Bands Lose Moolah After Chennai Hotels Cancel New Year Parties

Published: 28th December 2015 03:55 AM  |   Last Updated: 28th December 2015 03:55 AM   |  A+A-

Drummer Maynard Grant has been on stage every New Year since 1986. But this year will break this trend. Like most of his friends in the city’s western music circuit, he won’t be on stage as the hotel he was supposed to play at called off the celebrations because of the floods.

While one party less may be a small sacrifice for most, for musicians it means missing the biggest pay cheque of the year. “Bands make anywhere between `70,000 to more than `2 lakh on this one night,” says Maynard, who was supposed to play at the Presidency Club.
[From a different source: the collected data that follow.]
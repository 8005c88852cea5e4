use std::{sync::Arc, time::Duration};

use serde::{Deserialize, Serialize};
use tokio::sync::watch::{self, Receiver, Sender};
use tokio::task::JoinHandle;
use tokio::time::{Instant, sleep, sleep_until};
use typed_builder::TypedBuilder;

use futures::future::join_all;

use crate::{
    config::RunConfig,
    error::SinkError,
    metric::Sample,
    sink::{MetricSink, Tags},
    workflow::{UserContext, Workflow, names},
};
use internals::*;

/// A stage defines a target number of virtual users and how long to ramp to it.
///
/// Use `Stage::new(Duration::from_secs(60), 500)` to ramp to 500 users over a minute.
#[derive(Clone, Copy, Debug, PartialEq, Eq, Serialize, Deserialize)]
pub struct Stage {
    #[serde(with = "humantime_serde")]
    pub duration: Duration,
    /// Concurrently active virtual users at the end of the stage
    pub target: u32,
}

impl Stage {
    pub fn new(duration: Duration, target: u32) -> Self {
        Self { duration, target }
    }
}

/// Target concurrency of the stage curve after `elapsed`.
///
/// The curve starts at zero. Past the last stage it holds the last target.
pub fn target_at(stages: &[Stage], elapsed: Duration) -> u32 {
    let mut from = 0;
    let mut stage_start = Duration::ZERO;

    for stage in stages {
        let stage_end = stage_start.saturating_add(stage.duration);
        if elapsed < stage_end {
            return interpolate(from, stage.target, elapsed - stage_start, stage.duration);
        }
        // zero length stages fall through here, making them an instant jump
        from = stage.target;
        stage_start = stage_end;
    }
    from
}

/// Linear interpolation on integer nanoseconds, exact at both ends.
fn interpolate(from: u32, to: u32, progress: Duration, duration: Duration) -> u32 {
    let (from, to) = (i128::from(from), i128::from(to));
    let value = from + (to - from) * progress.as_nanos() as i128 / duration.as_nanos() as i128;
    value.clamp(0, i128::from(u32::MAX)) as u32
}

/// Index of the stage containing `elapsed`, `None` once every stage is over.
fn stage_index_at(stages: &[Stage], elapsed: Duration) -> Option<usize> {
    let mut stage_end = Duration::ZERO;
    stages.iter().position(|stage| {
        stage_end = stage_end.saturating_add(stage.duration);
        elapsed < stage_end
    })
}

/// What the controller observed while driving the stages.
#[derive(Debug, Clone, Copy, PartialEq, Eq)]
pub struct RampOutcome {
    /// Peak of concurrently active virtual users
    pub vus_max: usize,
    /// Virtual users that did not exit within the graceful stop period
    pub stragglers: usize,
    /// Wall time from the first tick until the last virtual user was awaited
    pub duration: Duration,
}

const MIN_TICK: Duration = Duration::from_millis(1);

/// Drives virtual users along a piecewise linear concurrency curve.
///
/// - Every `tick` the active count is reconciled with [`target_at`].
/// - Each virtual user repeats `Workflow::run_iteration` with `iteration_pause` in
///   between, until it is told to stop.
/// - After the last stage all users are told to stop and get `graceful_stop` to exit.
#[derive(Debug, Clone, TypedBuilder)]
pub struct RampController {
    pub stages: Vec<Stage>,
    #[builder(default = Duration::from_millis(100))]
    pub tick: Duration,
    #[builder(default = Duration::from_secs(1))]
    pub iteration_pause: Duration,
    #[builder(default = Duration::from_secs(30))]
    pub graceful_stop: Duration,
}

impl RampController {
    pub fn from_config(config: &RunConfig) -> Self {
        Self {
            stages: config.stages.clone(),
            tick: config.tick,
            iteration_pause: config.iteration_pause,
            graceful_stop: config.graceful_stop,
        }
    }

    /// Sum of all stage durations, saturating at `Duration::MAX`.
    pub fn total_duration(&self) -> Duration {
        self.stages
            .iter()
            .fold(Duration::ZERO, |total, s| total.saturating_add(s.duration))
    }

    /// Run `workflow` until the stages are over and the users have stopped.
    ///
    /// Only a sink error other than [`SinkError::Sealed`] fails the run; every user
    /// is signaled to stop before it is returned.
    pub async fn run<W>(
        &self,
        workflow: Arc<W>,
        sink: Arc<MetricSink>,
    ) -> Result<RampOutcome, SinkError>
    where
        W: Workflow,
    {
        let total = self.total_duration();
        // a zero tick would never let the loop sleep
        let tick = self.tick.max(MIN_TICK);
        let start = Instant::now();
        let mut next_tick = start;
        let mut active: Vec<VirtualUser> = Vec::new();
        let mut retiring: Vec<VirtualUser> = Vec::new();
        let mut next_index = 0;
        let mut vus_max = 0;
        let mut current_stage = None;

        tracing::info!("Running {} stages over {:?}...", self.stages.len(), total);
        loop {
            let elapsed = start.elapsed();

            let stage = stage_index_at(&self.stages, elapsed);
            if stage != current_stage {
                if let Some(i) = stage {
                    tracing::info!("Starting stage: {}/{}", i + 1, self.stages.len());
                }
                current_stage = stage;
            }

            let reaped = match reap(&mut active).await {
                Ok(()) => reap(&mut retiring).await,
                Err(e) => Err(e),
            };
            if let Err(e) = reaped {
                tracing::error!("Aborting run: {e}");
                active.iter().chain(retiring.iter()).for_each(VirtualUser::stop);
                return Err(e);
            }

            if elapsed >= total {
                break;
            }

            let target = target_at(&self.stages, elapsed) as usize;
            while active.len() < target {
                active.push(VirtualUser::spawn(
                    UserContext::new(next_index, sink.clone()),
                    workflow.clone(),
                    self.iteration_pause,
                ));
                next_index += 1;
            }
            // newest first, the longest running users keep going
            while active.len() > target {
                if let Some(vu) = active.pop() {
                    vu.stop();
                    retiring.push(vu);
                }
            }
            vus_max = vus_max.max(active.len());

            next_tick += tick;
            sleep_until(next_tick).await;
        }

        tracing::info!("All stages done, stopping {} virtual users...", active.len());
        retiring.append(&mut active);
        retiring.iter().for_each(VirtualUser::stop);

        let mut handles: Vec<_> = retiring.into_iter().map(|vu| vu.handle).collect();
        let drained = tokio::time::timeout(self.graceful_stop, join_all(handles.iter_mut())).await;
        let stragglers = match drained {
            Ok(results) => {
                for result in results {
                    match result {
                        Ok(outcome) => outcome?,
                        Err(e) => tracing::error!("Virtual user panicked: {e}"),
                    }
                }
                0
            }
            Err(_) => {
                let left = handles.iter().filter(|h| !h.is_finished()).count();
                tracing::warn!(
                    "{left} virtual users still running after {:?}, leaving them behind",
                    self.graceful_stop
                );
                left
            }
        };

        tracing::info!("Ramp finished, peak of {vus_max} virtual users");
        Ok(RampOutcome {
            vus_max,
            stragglers,
            duration: start.elapsed(),
        })
    }
}

/// Await the users that already exited and drop them from `vus`.
async fn reap(vus: &mut Vec<VirtualUser>) -> Result<(), SinkError> {
    if !vus.iter().any(VirtualUser::is_finished) {
        return Ok(());
    }
    let (finished, running): (Vec<_>, Vec<_>) =
        vus.drain(..).partition(VirtualUser::is_finished);
    *vus = running;
    for vu in finished {
        vu.join().await?;
    }
    Ok(())
}

#[cfg(feature = "internals")]
pub use internals::*;

mod internals {
    use super::*;

    /// A spawned virtual user and the switch that tells it to stop.
    pub struct VirtualUser {
        pub index: usize,
        pub stop: Sender<bool>,
        pub handle: JoinHandle<Result<(), SinkError>>,
    }

    impl VirtualUser {
        pub fn spawn<W>(ctx: UserContext, workflow: Arc<W>, pause: Duration) -> Self
        where
            W: Workflow,
        {
            let (stop, stopped) = watch::channel(false);
            let index = ctx.vu;
            tracing::debug!("Spawning virtual user {index}");
            let handle = tokio::spawn(user_loop(ctx, workflow, pause, stopped));
            Self {
                index,
                stop,
                handle,
            }
        }

        pub fn stop(&self) {
            // the user may already be gone, nothing left to signal then
            let _ = self.stop.send(true);
        }

        pub fn is_finished(&self) -> bool {
            self.handle.is_finished()
        }

        /// Wait for the user to exit. A panic is logged and otherwise ignored.
        pub async fn join(self) -> Result<(), SinkError> {
            match self.handle.await {
                Ok(outcome) => outcome,
                Err(e) => {
                    tracing::error!("Virtual user {} panicked: {e}", self.index);
                    Ok(())
                }
            }
        }
    }

    /// Iterate until told to stop. The signal is only honored between iterations.
    pub async fn user_loop<W>(
        mut ctx: UserContext,
        workflow: Arc<W>,
        pause: Duration,
        mut stopped: Receiver<bool>,
    ) -> Result<(), SinkError>
    where
        W: Workflow,
    {
        loop {
            if *stopped.borrow() {
                break;
            }

            let started = Instant::now();
            let outcome = match workflow.run_iteration(&ctx).await {
                Ok(()) => record_iteration(&ctx.sink, started.elapsed()),
                Err(e) => Err(e),
            };
            match outcome {
                Ok(()) => ctx.iteration += 1,
                Err(SinkError::Sealed) => {
                    tracing::debug!(
                        "Virtual user {} finished after the sink was sealed",
                        ctx.vu
                    );
                    return Ok(());
                }
                Err(e) => {
                    tracing::error!("Virtual user {} failed: {e}", ctx.vu);
                    return Err(e);
                }
            }

            tokio::select! {
                _ = sleep(pause) => {}
                _ = stopped.wait_for(|b| *b) => break,
            }
        }
        tracing::debug!(
            "Virtual user {} stopped after {} iterations",
            ctx.vu,
            ctx.iteration
        );
        Ok(())
    }

    pub fn record_iteration(sink: &MetricSink, took: Duration) -> Result<(), SinkError> {
        let untagged = Tags::new();
        sink.record_batch(&[
            (names::ITERATIONS, Sample::Counter(1), &untagged),
            (names::ITERATION_DURATION, Sample::latency(took), &untagged),
        ])
    }
}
Bands Lose Moolah.jpgSome hotels like Le Royal Meridien have cancelled their celebrations because they don’t believe it is appropriate for revelry, according to the F&B head. Others, like the GRT Grand in T Nagar and The Raintree, Anna Salai will not hold a bash as the managements and staff are still recovering from the effects of the deluge.

Usually, bookings for New Year’s Eve begin as early as six months in advance, so performers cannot jump ship for a better deal later. By the time celebrations were being cancelled in the first week of December, it was too late for most to find gigs. Those who don’t have day jobs, like crooner Marcia Nicholas who relies solely on her performances for income, were perhaps the worst affected. “I’m a single mom and this time of the year is usually a huge boost for me,” sighs the singer.

This is not counting the other concerts cancelled through the month of December. Corporate gigs, private parties and theme nights featuring performers at hotels have taken a hit this year.

Everyone, from DJs to sound and light technicians and emcees, is heading to bear the brunt. A DJ who plays at a popular club in the city says, “I signed up to play at a farmhouse for New Year, but now it’s completely washed out. I had to return my advance, which was an unexpected blow. Now I definitely don’t feel like fireworks.” While some have tried to squeeze in last minute gigs at other cities, most tell City Express they are resigned to a quiet New Year’s Eve at home. And the hope is that 2016 will bring in a little more cheer, even if that means a slew of off-season shows.